Candleshoe is a 1977 American children's adventure comedy film, directed by Norman Tokar in a screenplay by David Swift and Rosemary Anne Sisson, produced by Walt Disney Productions, and distributed by Buena Vista. Based on the Michael Innes novel Christmas at Candleshoe, the film stars Jodie Foster, David Niven, Helen Hayes (in her final film role), and Leo McKern.

Plot
Con-artist Harry Bundage (McKern) believes that the lost treasure of pirate captain Joshua St. Edmund is hidden at Candleshoe, the large 
country estate of Lady St. Edmund (Hayes).  Thanks to Harry's cousin Clara (Vivian Pickles), a corrupt former cleaning woman at Candleshoe, Harry has the captain's first clue. Harry recruits street-smart American foster child Casey Brown (Foster), employing her to pose as Lady St. Edmund's granddaughter, the Honourable Margaret, 4th Marchioness of Candleshoe, who disappeared ten years ago at age four. Casey is the right age to pass for the long-lost Margaret and possesses several identifying scars that young Margaret was known to have. Casey agrees to go along with the con and discover further clues in exchange for a cut of the profits.

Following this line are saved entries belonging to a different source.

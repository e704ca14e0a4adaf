//! HTTP handlers

use axum::extract::State;
use axum::http::{header, StatusCode};
use axum::response::{IntoResponse, Response};
use axum::Json;
use canary_core::{CanaryError, DependencyStatus, ReadinessStatus};
use canary_slo::OutcomeKind;
use serde::Serialize;
use serde_json::json;
use tracing::{Instrument, Span};

use crate::simulation::{record_response, request_span, simulate};
use crate::state::AppState;

/// Error body for failures that are not part of the simulated response set.
pub struct ApiError(pub CanaryError);

impl IntoResponse for ApiError {
    fn into_response(self) -> Response {
        let status = StatusCode::from_u16(self.0.status_code()).unwrap_or(StatusCode::INTERNAL_SERVER_ERROR);
        record_response("error", status.as_u16());
        let body = Json(json!({
            "error": self.0.to_string(),
            "code": self.0.error_code(),
        }));
        (status, body).into_response()
    }
}

#[derive(Debug, Clone, Serialize)]
pub struct User {
    pub id: u32,
    pub name: &'static str,
    pub email: &'static str,
}

pub const USERS: [User; 3] = [
    User { id: 1, name: "John Doe", email: "john@example.com" },
    User { id: 2, name: "Jane Smith", email: "jane@example.com" },
    User { id: 3, name: "Bob Johnson", email: "bob@example.com" },
];

fn unavailable(state: &AppState) -> Response {
    record_response("error", 503);
    (
        StatusCode::SERVICE_UNAVAILABLE,
        format!("Service Unavailable [{}]", state.service.version_label),
    )
        .into_response()
}

pub async fn root(State(state): State<AppState>) -> Response {
    async move {
        let outcome = match simulate(&state).await {
            Ok(outcome) => outcome,
            Err(e) => return ApiError(e).into_response(),
        };
        if outcome.kind != OutcomeKind::Normal {
            return unavailable(&state);
        }
        record_response("success", 200);
        format!(
            "Application is running! [{}] (Response time: {:.2}s)",
            state.service.version_label, outcome.injected_delay_seconds
        )
        .into_response()
    }
    .instrument(request_span!("root_endpoint"))
    .await
}

/// Simulated health check. Kubernetes sees the injected failures.
pub async fn health(State(state): State<AppState>) -> Response {
    async move {
        let outcome = match simulate(&state).await {
            Ok(outcome) => outcome,
            Err(e) => return ApiError(e).into_response(),
        };
        let label = &state.service.version_label;
        if outcome.is_failure() {
            Span::current().record("health.status", "unhealthy");
            record_response("error", 500);
            (StatusCode::INTERNAL_SERVER_ERROR, format!("ERROR [{}]", label)).into_response()
        } else {
            Span::current().record("health.status", "healthy");
            record_response("success", 200);
            (StatusCode::OK, format!("OK [{}]", label)).into_response()
        }
    }
    .instrument(request_span!("health_check"))
    .await
}

pub async fn users(State(state): State<AppState>) -> Response {
    async move {
        let outcome = match simulate(&state).await {
            Ok(outcome) => outcome,
            Err(e) => return ApiError(e).into_response(),
        };
        if outcome.is_failure() {
            return unavailable(&state);
        }
        Span::current().record("users.count", USERS.len());
        record_response("success", 200);
        Json(json!({
            "users": USERS,
            "response_time": format!("{:.2}s", outcome.injected_delay_seconds),
        }))
        .into_response()
    }
    .instrument(request_span!("users_endpoint"))
    .await
}

pub async fn version(State(state): State<AppState>) -> Json<serde_json::Value> {
    let slo = state.simulator.config();
    Json(json!({
        "version": state.service.service_version,
        "label": state.service.version_label,
        "slo_config": slo,
        "deployment_type": slo.deployment_type(),
        "release_track": state.service.release_track(),
    }))
}

pub async fn slo_config(State(state): State<AppState>) -> Json<serde_json::Value> {
    let slo = state.simulator.config();
    Json(json!({
        "service_info": {
            "version": state.service.service_version,
            "label": state.service.version_label,
            "deployment_type": slo.deployment_type(),
            "release_track": state.service.release_track(),
        },
        "slo_simulation": slo,
        "description": {
            "sim_bad": "Master switch for all bad SLO simulations",
            "error_rate": "Probability of returning errors (0.0-1.0, clamped); also the outage trigger probability",
            "latency_simulation": "Enable artificial latency delays, uniform up to max_latency",
            "max_latency": "Maximum latency in seconds (negative values clamp to 0); outages stall for the full value",
            "outage_simulation": "Enable complete service outages, checked before ordinary errors",
        },
    }))
}

pub async fn metrics(State(state): State<AppState>) -> Response {
    (
        [(header::CONTENT_TYPE, "text/plain; version=0.0.4")],
        state.metrics.render(),
    )
        .into_response()
}

/// Real liveness, never simulated.
pub async fn livez(State(state): State<AppState>) -> Json<canary_core::HealthStatus> {
    Json(state.health_status())
}

pub async fn ready(State(state): State<AppState>) -> Json<ReadinessStatus> {
    Json(ReadinessStatus {
        ready: true,
        dependencies: vec![DependencyStatus {
            name: format!("slo-simulator:{:?}", state.simulator.entropy()),
            available: true,
            latency_ms: None,
        }],
    })
}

Arriving at Candleshoe, Casey finds that Lady St. Edmund is living in genteel poverty, and that Candleshoe itself is constantly on the verge of being unable to pay its taxes. Priory (Niven), the estate's butler (who is forced to pose as various members of the household to conceal that all the other servants have been let go) manages to keep one step ahead of foreclosure by pawning the house's antiques, conducting tours of the estate, and selling produce at market. Four local orphans adopted by Lady St. Edmund assist Priory.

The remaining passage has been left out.